Die Zuschauer des digitalen Events kürten dabei aus vier Favoriten für den Förderpreis den Sieger per Live-Abstimmung. Die Kandidaten präsentierten auf dem Kongress in kurzen „Elevator Pitches“ ihre Projekte. Zuvor hatte eine hochkarätig besetzte Fachjury die Top-Kandidaten ausgewählt.

Forum agrarzeitung: Pahmeyer gewinnt Förderpreis der Agrarwirtschaft



„Ich gratuliere Christoph Pahmeyer sehr herzlich zum Förderpreis der Agrarwirtschaft. Er adressiert mit seinem Projekt konkrete Herausforderungen für Landwirte und bietet dafür eine klare und leicht anwendbare Lösung an“, sagt Stefanie Pionke, Chefredakteurin der agrarzeitung (az). „Die besten Glückwünsche für Christoph Pahmeyer. Das war ein sehr starker Jahrgang“, ergänzt Thomas Wulff, Verlagsleiter Agrarmedien bei der dfv Mediengruppe. „Wir brauchen so innovative Ideen – mehr denn je zuvor. Wir freuen uns, mit großer Unterstützung aus der Branche allen vier Kandidaten durch den Förderpreis der Agrarwirtschaft Aufmerksamkeit zu verschaffen. Allen wünschen wir den denkbar größten Erfolg“.

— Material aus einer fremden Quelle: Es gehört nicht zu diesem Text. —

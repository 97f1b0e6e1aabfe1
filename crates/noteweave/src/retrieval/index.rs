//! Vector index gateway
//!
//! The [`VectorIndex`] trait hides the vector store from ingestion and retrieval. The
//! SQLite implementation keeps vectors in the database and an in-memory copy per
//! embedding model, loaded on first search and kept in step with every write.

use async_trait::async_trait;
use parking_lot::RwLock;
use simsimd::SpatialSimilarity;
use std::collections::HashMap;
use std::sync::Arc;
use uuid::Uuid;

use crate::error::{Error, Result};
use crate::storage::{Database, StoredEmbedding};
use crate::types::Chunk;

/// A chunk with its similarity to the query
#[derive(Debug, Clone)]
pub struct ScoredChunk {
    pub chunk: Chunk,
    /// Cosine similarity, higher is more similar
    pub score: f32,
}

/// Upsert and query (vector, chunk) pairs keyed by document and chunk index
#[async_trait]
pub trait VectorIndex: Send + Sync {
    /// Replace every entry of a document with the given set
    async fn replace_document(
        &self,
        document_id: Uuid,
        chunks: &[Chunk],
        vectors: &[Vec<f32>],
        model_id: &str,
    ) -> Result<()>;

    /// Most similar chunks among `documents`, best first; only vectors of `model_id` are compared
    async fn search(
        &self,
        query: &[f32],
        model_id: &str,
        documents: &[Uuid],
        top_k: usize,
    ) -> Result<Vec<ScoredChunk>>;

    /// Drop all entries of a document
    async fn delete_by_document(&self, document_id: Uuid) -> Result<usize>;

    fn name(&self) -> &str;
}

type ModelCache = HashMap<Uuid, Vec<StoredEmbedding>>;

struct IndexInner {
    db: Database,
    /// model id -> document id -> entries
    cache: RwLock<HashMap<String, ModelCache>>,
}

/// Index stored in SQLite with an in-memory read cache
#[derive(Clone)]
pub struct SqliteVectorIndex {
    inner: Arc<IndexInner>,
}

impl SqliteVectorIndex {
    pub fn new(db: Database) -> Self {
        Self {
            inner: Arc::new(IndexInner {
                db,
                cache: RwLock::new(HashMap::new()),
            }),
        }
    }

    async fn blocking<T, F>(&self, f: F) -> Result<T>
    where
        T: Send + 'static,
        F: FnOnce(&IndexInner) -> Result<T> + Send + 'static,
    {
        let inner = self.inner.clone();
        tokio::task::spawn_blocking(move || f(&inner))
            .await
            .map_err(|e| Error::internal(format!("Task join error: {}", e)))?
    }
}

impl IndexInner {
    fn ensure_loaded(&self, model_id: &str) -> Result<()> {
        if self.cache.read().contains_key(model_id) {
            return Ok(());
        }

        let mut cache = self.cache.write();
        if cache.contains_key(model_id) {
            return Ok(());
        }
        let mut by_document: ModelCache = HashMap::new();
        let entries = self.db.load_embeddings(model_id)?;
        let count = entries.len();
        for entry in entries {
            by_document.entry(entry.chunk.document_id).or_default().push(entry);
        }
        cache.insert(model_id.to_string(), by_document);
        tracing::info!("Loaded {} vectors for {}", count, model_id);
        Ok(())
    }
}

#[async_trait]
impl VectorIndex for SqliteVectorIndex {
    async fn replace_document(
        &self,
        document_id: Uuid,
        chunks: &[Chunk],
        vectors: &[Vec<f32>],
        model_id: &str,
    ) -> Result<()> {
        let chunks = chunks.to_vec();
        let vectors = vectors.to_vec();
        let model_id = model_id.to_string();

        self.blocking(move |inner| {
            // hold the write lock across the database write so a concurrent load cannot miss it
            let mut cache = inner.cache.write();
            inner.db.replace_document_chunks(document_id, &chunks, &vectors, &model_id)?;

            for by_document in cache.values_mut() {
                by_document.remove(&document_id);
            }
            if let Some(by_document) = cache.get_mut(&model_id) {
                let entries = chunks
                    .into_iter()
                    .zip(vectors)
                    .map(|(chunk, vector)| StoredEmbedding { chunk, vector })
                    .collect();
                by_document.insert(document_id, entries);
            }
            Ok(())
        })
        .await
    }

    async fn search(
        &self,
        query: &[f32],
        model_id: &str,
        documents: &[Uuid],
        top_k: usize,
    ) -> Result<Vec<ScoredChunk>> {
        if documents.is_empty() || top_k == 0 || query.is_empty() {
            return Ok(Vec::new());
        }

        let query = query.to_vec();
        let model_id = model_id.to_string();
        let documents = documents.to_vec();

        self.blocking(move |inner| {
            inner.ensure_loaded(&model_id)?;
            let cache = inner.cache.read();
            let Some(by_document) = cache.get(&model_id) else {
                return Ok(Vec::new());
            };

            let mut scored: Vec<ScoredChunk> = documents
                .iter()
                .filter_map(|id| by_document.get(id))
                .flatten()
                .filter_map(|entry| {
                    cosine_similarity(&query, &entry.vector).map(|score| ScoredChunk {
                        chunk: entry.chunk.clone(),
                        score,
                    })
                })
                .collect();

            scored.sort_by(|a, b| b.score.total_cmp(&a.score));
            scored.truncate(top_k);
            Ok(scored)
        })
        .await
    }

    async fn delete_by_document(&self, document_id: Uuid) -> Result<usize> {
        self.blocking(move |inner| {
            let mut cache = inner.cache.write();
            let removed = inner.db.delete_chunks(document_id)?;
            for by_document in cache.values_mut() {
                by_document.remove(&document_id);
            }
            Ok(removed)
        })
        .await
    }

    fn name(&self) -> &str {
        "sqlite-simsimd"
    }
}

/// Cosine similarity in [-1, 1]; None when the dimensions differ
///
/// A zero vector has no direction and scores 0 against anything.
pub fn cosine_similarity(a: &[f32], b: &[f32]) -> Option<f32> {
    if a.len() != b.len() {
        return None;
    }
    if a.iter().all(|x| *x == 0.0) || b.iter().all(|x| *x == 0.0) {
        return Some(0.0);
    }
    <f32 as SpatialSimilarity>::cos(a, b).map(|distance| (1.0 - distance) as f32)
}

Per App zur optimalen Fruchtfolge

„Wie viele andere Betriebe hat auch der unsrige in den vergangenen Jahren mit immer mehr Anforderungen und Auflagen kämpfen müssen“, erzählt Landwirtssohn Christoph Pahmeyer. Die Entscheidung, was wo angebaut werden soll, „ist nicht trivial und kostet viel Zeit und Nerven.“ Der gebürtige Ostwestfale arbeitet als wissenschaftlicher Mitarbeiter an der Agrarwissenschaftlichen Fakultät der Universität Bonn.

Um Landwirten bei der Anbau-Entscheidung unter steigenden, regulatorischen Anforderungen zu helfen, hat Pahmeyer eine Web-Anwendung für die Planung der Fruchtfolge entwickelt. Die Applikation mit dem schlichten Titel „Fruchtfolge“ hilft Landwirten dabei, ihre Anbauplanung unter Einhaltung der neuen Düngeverordnung zu optimieren. „Und das in weniger als zehn Minuten“, unterstreicht Pahmeyer.

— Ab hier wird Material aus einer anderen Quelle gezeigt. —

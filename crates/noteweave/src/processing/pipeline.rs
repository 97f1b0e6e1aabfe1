//! Extract → chunk → embed → index for one document

use std::sync::Arc;
use uuid::Uuid;

use crate::error::{Error, Result};
use crate::ingestion::{Embedder, Extractor, TextChunker};
use crate::retrieval::VectorIndex;
use crate::storage::{BlobStore, Database};

use super::queue::{IngestQueue, IngestStage};

/// Result of one pipeline run
#[derive(Debug, Clone, PartialEq, Eq)]
pub enum IngestOutcome {
    Completed { chunks: usize },
    Failed(String),
    /// Another worker holds the document, or it is no longer pending
    Skipped,
}

/// Drives one document through ingestion and its status machine
pub struct IngestPipeline {
    db: Database,
    blobs: Arc<dyn BlobStore>,
    extractor: Extractor,
    chunker: TextChunker,
    embedder: Arc<dyn Embedder>,
    index: Arc<dyn VectorIndex>,
    queue: Arc<IngestQueue>,
}

impl IngestPipeline {
    pub fn new(
        db: Database,
        blobs: Arc<dyn BlobStore>,
        extractor: Extractor,
        chunker: TextChunker,
        embedder: Arc<dyn Embedder>,
        index: Arc<dyn VectorIndex>,
        queue: Arc<IngestQueue>,
    ) -> Self {
        Self {
            db,
            blobs,
            extractor,
            chunker,
            embedder,
            index,
            queue,
        }
    }

    pub fn queue(&self) -> &Arc<IngestQueue> {
        &self.queue
    }

    /// Claim and ingest a document; failures are recorded on the document, never returned
    pub async fn process(&self, document_id: Uuid) -> IngestOutcome {
        match self.db.try_begin_processing(document_id) {
            Ok(true) => {}
            Ok(false) => {
                tracing::debug!("Document {} is not pending, skipping", document_id);
                self.queue.mark_skipped(document_id);
                return IngestOutcome::Skipped;
            }
            Err(e) => {
                tracing::error!("Failed to claim document {}: {}", document_id, e);
                self.queue.mark_skipped(document_id);
                return IngestOutcome::Skipped;
            }
        }

        self.queue.mark_started(document_id);
        let start = std::time::Instant::now();

        match self.run(document_id).await {
            Ok(chunks) => {
                if let Err(e) = self.db.mark_completed(document_id, chunks) {
                    tracing::error!("Failed to mark document {} completed: {}", document_id, e);
                }
                self.queue.mark_finished(document_id, None);
                tracing::info!(
                    "Ingested document {}: {} chunks in {:.1}s",
                    document_id,
                    chunks,
                    start.elapsed().as_secs_f64()
                );
                IngestOutcome::Completed { chunks }
            }
            Err(e) => {
                let message = e.to_string();
                tracing::error!("Ingestion of document {} failed: {}", document_id, message);
                if let Err(db_err) = self.db.mark_failed(document_id, &message) {
                    tracing::error!("Failed to record failure of {}: {}", document_id, db_err);
                }
                self.queue.mark_finished(document_id, Some(message.clone()));
                IngestOutcome::Failed(message)
            }
        }
    }

    async fn run(&self, document_id: Uuid) -> Result<usize> {
        let doc = self
            .db
            .get_document(document_id)?
            .ok_or_else(|| Error::not_found("document", document_id))?;

        let data = self.blobs.get(&doc.id).await?;
        let text = self.extractor.extract(&doc.filename, &doc.mime_type, data).await?;
        self.db.save_document_text(doc.id, &text)?;

        self.queue.update_stage(doc.id, IngestStage::Chunking);
        let chunks = self.chunker.chunk(doc.id, &text);
        tracing::debug!("{}: {} chunks from {} chars", doc.filename, chunks.len(), text.chars().count());

        self.queue.update_stage(doc.id, IngestStage::Embedding);
        self.queue.set_total_chunks(doc.id, chunks.len());
        let mut vectors = Vec::with_capacity(chunks.len());
        for chunk in &chunks {
            let vector = self.embedder.embed(&chunk.content).await.map_err(|e| {
                Error::embedding(format!(
                    "chunk {} of {} failed: {}",
                    chunk.index + 1,
                    chunks.len(),
                    e
                ))
            })?;
            vectors.push(vector);
            self.queue.increment_chunks_embedded(doc.id);
        }

        self.queue.update_stage(doc.id, IngestStage::Storing);
        self.index
            .replace_document(doc.id, &chunks, &vectors, self.embedder.model_id())
            .await?;

        Ok(chunks.len())
    }
}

Zunächst wird ein Account für den eigenen Betrieb angelegt. Mithilfe der ZID-Nummer zur Identifikation des Betriebs werden Daten zu den Flächenanträgen der vergangenen Jahre sowie Preis- und Bodendaten automatisch heruntergeladen und ausgewertet. Die Daten können flexibel für den eigenen Betrieb angepasst werden. Zusätzlich können das Gülleaufkommen und die Flächenanteile für verschiedene Fruchtarten berücksichtigt werden. Die App erstellt anhand der Daten einen wirtschaftlich optimalen Anbauplan sowie die Düngebedarfsermittlung.

Praktischer und klarer Ansatz

Christoph Pahmeyer hat sowohl die Jury als auch das Publikum mit dem praktischen und klaren Ansatz seiner Innovation sowie seinem herausragenden persönlichen Engagement dafür, die Agrarwirtschaft zukunftsfähig aufzustellen, überzeugt. So begründet der 30-jährige seine Idee, Landwirten bei der Fruchtfolge-Entscheidung zu helfen, mit der Erfahrung der steigenden, regulatorischen Anforderungen auf dem elterlichen Betrieb.

Pahmeyer konnte sich bei den Teilnehmern des Digitalkongresses „Forum agrarzeitung“ gegen Felix Schiegg, Jacob Bussmann und Josef Franko durchsetzen. Schiegg war mit Drohnen und Robotern zur Beikrautbekämpfung auf Öko-Grünlandbetrieben ins Rennen gegangen, Bussmann mit dem Unternehmen SeedForward für Produkte zur biobasierten Saatgutbehandlung und Franko mit dem Mehrzweck-Feldroboter ETAROB.